DATA EXTRACT:

——————

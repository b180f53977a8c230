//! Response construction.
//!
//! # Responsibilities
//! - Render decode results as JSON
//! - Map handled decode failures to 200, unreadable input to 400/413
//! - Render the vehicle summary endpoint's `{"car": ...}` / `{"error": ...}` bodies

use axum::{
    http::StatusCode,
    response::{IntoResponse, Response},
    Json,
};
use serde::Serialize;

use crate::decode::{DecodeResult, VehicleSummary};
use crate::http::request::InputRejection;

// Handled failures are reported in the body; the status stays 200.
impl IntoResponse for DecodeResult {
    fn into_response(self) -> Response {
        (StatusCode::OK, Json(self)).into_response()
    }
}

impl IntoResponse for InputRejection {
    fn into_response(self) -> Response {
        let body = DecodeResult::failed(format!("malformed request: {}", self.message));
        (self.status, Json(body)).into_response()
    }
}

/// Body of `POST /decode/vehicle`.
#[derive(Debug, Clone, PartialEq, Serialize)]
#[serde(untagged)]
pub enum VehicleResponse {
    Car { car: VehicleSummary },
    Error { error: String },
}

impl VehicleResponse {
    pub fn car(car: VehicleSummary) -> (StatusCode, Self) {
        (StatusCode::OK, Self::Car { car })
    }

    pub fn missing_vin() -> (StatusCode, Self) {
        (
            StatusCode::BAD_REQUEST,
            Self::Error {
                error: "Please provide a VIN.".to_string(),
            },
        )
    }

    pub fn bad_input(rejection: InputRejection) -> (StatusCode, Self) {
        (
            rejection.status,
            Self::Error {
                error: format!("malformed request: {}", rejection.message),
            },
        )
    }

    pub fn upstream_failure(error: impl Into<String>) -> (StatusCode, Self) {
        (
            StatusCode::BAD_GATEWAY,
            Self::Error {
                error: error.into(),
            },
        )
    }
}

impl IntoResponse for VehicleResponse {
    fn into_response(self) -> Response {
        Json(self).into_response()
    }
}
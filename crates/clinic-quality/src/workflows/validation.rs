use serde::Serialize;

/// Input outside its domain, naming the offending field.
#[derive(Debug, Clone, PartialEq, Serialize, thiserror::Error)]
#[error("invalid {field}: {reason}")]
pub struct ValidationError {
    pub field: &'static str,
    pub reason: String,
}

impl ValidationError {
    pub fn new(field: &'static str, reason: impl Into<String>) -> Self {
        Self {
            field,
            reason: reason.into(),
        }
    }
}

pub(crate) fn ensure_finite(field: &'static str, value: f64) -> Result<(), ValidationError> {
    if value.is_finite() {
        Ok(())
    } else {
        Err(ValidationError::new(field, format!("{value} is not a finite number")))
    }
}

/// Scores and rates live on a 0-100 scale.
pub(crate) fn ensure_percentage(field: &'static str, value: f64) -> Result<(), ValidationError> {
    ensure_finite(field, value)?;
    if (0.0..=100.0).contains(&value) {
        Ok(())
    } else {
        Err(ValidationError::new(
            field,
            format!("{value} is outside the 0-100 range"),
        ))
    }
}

——————

PROBLEM TO SOLVE:
Your answer should contain every entry, transcribed exactly.

RESULT OF THE EXERCISE:
repository b180f53977a8c230
//! Response construction.
//!
//! # Responsibilities
//! - Render decode results as JSON
//! - Map handled decode failures to 200, unreadable input to 400/413
//! - Render the vehicle summary endpoint's `{"car": ...}` / `{"error": ...}` bodies

use axum::{
    http::StatusCode,
    response::{IntoResponse, Response},
    Json,
};
use serde::Serialize;

use crate::decode::{DecodeResult, VehicleSummary};
use crate::http::request::InputRejection;

// Handled failures are reported in the body; the status stays 200.
impl IntoResponse for DecodeResult {
    fn into_response(self) -> Response {
        (StatusCode::OK, Json(self)).into_response()
    }
}

impl IntoResponse for InputRejection {
    fn into_response(self) -> Response {
        let body = DecodeResult::failed(format!("malformed request: {}", self.message));
        (self.status, Json(body)).into_response()
    }
}

/// Body of `POST /decode/vehicle`.
#[derive(Debug, Clone, PartialEq, Serialize)]
#[serde(untagged)]
pub enum VehicleResponse {
    Car { car: VehicleSummary },
    Error { error: String },
}

impl VehicleResponse {
    pub fn car(car: VehicleSummary) -> (StatusCode, Self) {
        (StatusCode::OK, Self::Car { car })
    }

    pub fn missing_vin() -> (StatusCode, Self) {
        (
            StatusCode::BAD_REQUEST,
            Self::Error {
                error: "Please provide a VIN.".to_string(),
            },
        )
    }

    pub fn bad_input(rejection: InputRejection) -> (StatusCode, Self) {
        (
            rejection.status,
            Self::Error {
                error: format!("malformed request: {}", rejection.message),
            },
        )
    }

    pub fn upstream_failure(error: impl Into<String>) -> (StatusCode, Self) {
        (
            StatusCode::BAD_GATEWAY,
            Self::Error {
                error: error.into(),
            },
        )
    }
}

impl IntoResponse for VehicleResponse {
    fn into_response(self) -> Response {
        Json(self).into_response()
    }
}
filename crates/clinic-quality/src/workflows/validation.rs
use serde::Serialize;

/// Input outside its domain, naming the offending field.
#[derive(Debug, Clone, PartialEq, Serialize, thiserror::Error)]
#[error("invalid {field}: {reason}")]
pub struct ValidationError {
    pub field: &'static str,
    pub reason: String,
}

impl ValidationError {
    pub fn new(field: &'static str, reason: impl Into<String>) -> Self {
        Self {
            field,
            reason: reason.into(),
        }
    }
}

pub(crate) fn ensure_finite(field: &'static str, value: f64) -> Result<(), ValidationError> {
    if value.is_finite() {
        Ok(())
    } else {
        Err(ValidationError::new(field, format!("{value} is not a finite number")))
    }
}

/// Scores and rates live on a 0-100 scale.
pub(crate) fn ensure_percentage(field: &'static str, value: f64) -> Result<(), ValidationError> {
    ensure_finite(field, value)?;
    if (0.0..=100.0).contains(&value) {
        Ok(())
    } else {
        Err(ValidationError::new(
            field,
            format!("{value} is outside the 0-100 range"),
        ))
    }
}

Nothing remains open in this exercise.